Aerial arts for the (very) beginner

On Saturday nights from 7 to 9pm in the Ashamu Dance Studio, the Brown Aerial Arts team opens its doors (and it’s silks) to any students who want to learn how to fly, with a net. I’ve had minimal exposure with aerial arts, but I knew that it’s a special talent of P!nk and the most recent winner of RuPaul’s Drag Race, so this past Saturday, I decided to attend a beginner practice and proudly walked out with all of my bones and most of my dignity intact.

The first order of business at practice is stretching. We stretched our legs, our arms, our backs, our hips, and muscles I didn’t become aware of until I stretched them. I asked my friend to take a picture of me doing that “weird stretch with the leg” which, as it turns out, is called a lunge.
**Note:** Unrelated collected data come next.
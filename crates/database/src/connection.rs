use crate::error::{codes, mysql_error_number, ConnectionError, DbError};
use configuration::DatabaseSettings;
use sqlx::mysql::{MySqlConnectOptions, MySqlPool, MySqlPoolOptions};
use std::time::Duration;

/// Translates the settings into driver options. Fails on settings the driver would only
/// reject at connect time.
pub fn connect_options(settings: &DatabaseSettings) -> Result<MySqlConnectOptions, ConnectionError> {
    if settings.host.trim().is_empty() {
        return Err(ConnectionError::InvalidConfig("host must not be empty".to_string()));
    }
    if settings.name.trim().is_empty() {
        return Err(ConnectionError::InvalidConfig(
            "database name must not be empty".to_string(),
        ));
    }

    let mut options = MySqlConnectOptions::new()
        .host(&settings.host)
        .port(settings.port)
        .username(&settings.username)
        .database(&settings.name)
        .charset(&settings.charset);
    if !settings.password.is_empty() {
        options = options.password(&settings.password);
    }
    Ok(options)
}

fn pool_options(settings: &DatabaseSettings) -> MySqlPoolOptions {
    MySqlPoolOptions::new()
        .max_connections(settings.max_connections)
        .acquire_timeout(Duration::from_secs(settings.acquire_timeout_secs))
}

/// Establishes the MySQL connection pool.
///
/// The first connection is opened eagerly, so an unreachable server, rejected credentials
/// or a missing schema are reported here rather than on the first request. There is no
/// retry: callers treat the error as fatal.
pub async fn connect(settings: &DatabaseSettings) -> Result<MySqlPool, ConnectionError> {
    let options = connect_options(settings)?;

    tracing::debug!(
        host = %settings.host,
        port = settings.port,
        database = %settings.name,
        max_connections = settings.max_connections,
        "Connecting to MySQL"
    );

    let pool = pool_options(settings)
        .connect_with(options)
        .await
        .map_err(|e| classify_connect_error(settings, e))?;

    tracing::info!(database = %settings.name, "Database connection pool established");
    Ok(pool)
}

/// Builds the pool without touching the network. Connections are opened on first use.
///
/// Used by tests and tooling that need a pool handle but no live server.
pub fn connect_lazy(settings: &DatabaseSettings) -> Result<MySqlPool, ConnectionError> {
    let options = connect_options(settings)?;
    Ok(pool_options(settings).connect_lazy_with(options))
}

pub(crate) fn classify_connect_error(settings: &DatabaseSettings, err: sqlx::Error) -> ConnectionError {
    match mysql_error_number(&err) {
        Some(codes::ACCESS_DENIED) => {
            return ConnectionError::AuthenticationRejected {
                user: settings.username.clone(),
                source: err,
            };
        }
        Some(codes::BAD_DB) => {
            return ConnectionError::UnknownDatabase {
                name: settings.name.clone(),
                source: err,
            };
        }
        _ => {}
    }

    match err {
        sqlx::Error::Io(_) | sqlx::Error::Tls(_) | sqlx::Error::PoolTimedOut => {
            ConnectionError::Unreachable {
                host: settings.host.clone(),
                port: settings.port,
                source: err,
            }
        }
        sqlx::Error::Configuration(e) => ConnectionError::InvalidConfig(e.to_string()),
        other => ConnectionError::Other(other),
    }
}

/// Applies the bundled schema migrations.
pub async fn run_migrations(pool: &MySqlPool) -> Result<(), DbError> {
    sqlx::migrate!("./migrations").run(pool).await?;
    Ok(())
}

#[cfg(test)]
mod tests {
    use super::*;

    #[test]
    fn blank_host_is_rejected_before_connecting() {
        let settings = DatabaseSettings {
            host: "  ".to_string(),
            ..DatabaseSettings::default()
        };
        assert!(matches!(
            connect_options(&settings),
            Err(ConnectionError::InvalidConfig(_))
        ));
    }

    #[test]
    fn io_failures_mean_unreachable() {
        let settings = DatabaseSettings::default();
        let err = sqlx::Error::Io(std::io::Error::new(
            std::io::ErrorKind::ConnectionRefused,
            "connection refused",
        ));
        match classify_connect_error(&settings, err) {
            ConnectionError::Unreachable { host, port, .. } => {
                assert_eq!(host, "localhost");
                assert_eq!(port, 3306);
            }
            other => panic!("unexpected variant: {other:?}"),
        }
    }

    // The schema enums and the CHECK constraints must admit the same literals.
    #[test]
    fn schema_enums_match_the_check_constraints() {
        use core_types::{CampaignStatus, DonationStatus, PaymentMethod, UserRole};

        let schema = include_str!("../migrations/20240101000001_create_schema.sql");
        let allowed = |constraint: &str| -> Vec<String> {
            let line = schema
                .lines()
                .find(|line| line.contains(constraint))
                .unwrap_or_else(|| panic!("{constraint} is missing"));
            let list = &line[line.find("IN (").unwrap() + 4..line.rfind(')').unwrap()];
            let list = list.trim_end_matches(')');
            list.split(',')
                .map(|v| v.trim().trim_matches('\'').to_string())
                .collect()
        };

        assert_eq!(
            allowed("chk_user_role"),
            UserRole::ALL.iter().map(|v| v.as_str()).collect::<Vec<_>>()
        );
        assert_eq!(
            allowed("chk_campaign_status"),
            CampaignStatus::ALL.iter().map(|v| v.as_str()).collect::<Vec<_>>()
        );
        assert_eq!(
            allowed("chk_donation_status"),
            DonationStatus::ALL.iter().map(|v| v.as_str()).collect::<Vec<_>>()
        );
        assert_eq!(
            allowed("chk_payment_method"),
            PaymentMethod::ALL.iter().map(|v| v.as_str()).collect::<Vec<_>>()
        );
    }

    #[tokio::test]
    async fn lazy_pool_does_not_touch_the_network() {
        let settings = DatabaseSettings {
            host: "db.invalid".to_string(),
            ..DatabaseSettings::default()
        };
        let pool = connect_lazy(&settings).unwrap();
        assert_eq!(pool.size(), 0);
    }

    #[tokio::test]
    async fn unreachable_server_fails_fast() {
        let settings = DatabaseSettings {
            host: "127.0.0.1".to_string(),
            port: 1,
            acquire_timeout_secs: 2,
            ..DatabaseSettings::default()
        };
        let err = connect(&settings).await.unwrap_err();
        assert!(
            matches!(err, ConnectionError::Unreachable { .. }),
            "unexpected error: {err:?}"
        );
    }
}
I still don't know how I bent this way.

I still don’t know how I bent this way.

After stretching, the regular members of the Brown Aerial Arts team split up among the various things hanging from the ceiling, and all the beginners are invited to pick one of the four options to begin with: partner acrobatics, trapeze, lyra, or aerial silks.

Partner Acrobatics

This seemed like the most logical space to start. After all, this would probably keep me closest to the ground for the longest amount of time possible. In partner acro, one person stays on the ground (i.e. bases) while holding up the other person, who balances midair (i.e. flies). This trick is called a cartwheel, as the person flying actually cartwheels onto the feet of the base.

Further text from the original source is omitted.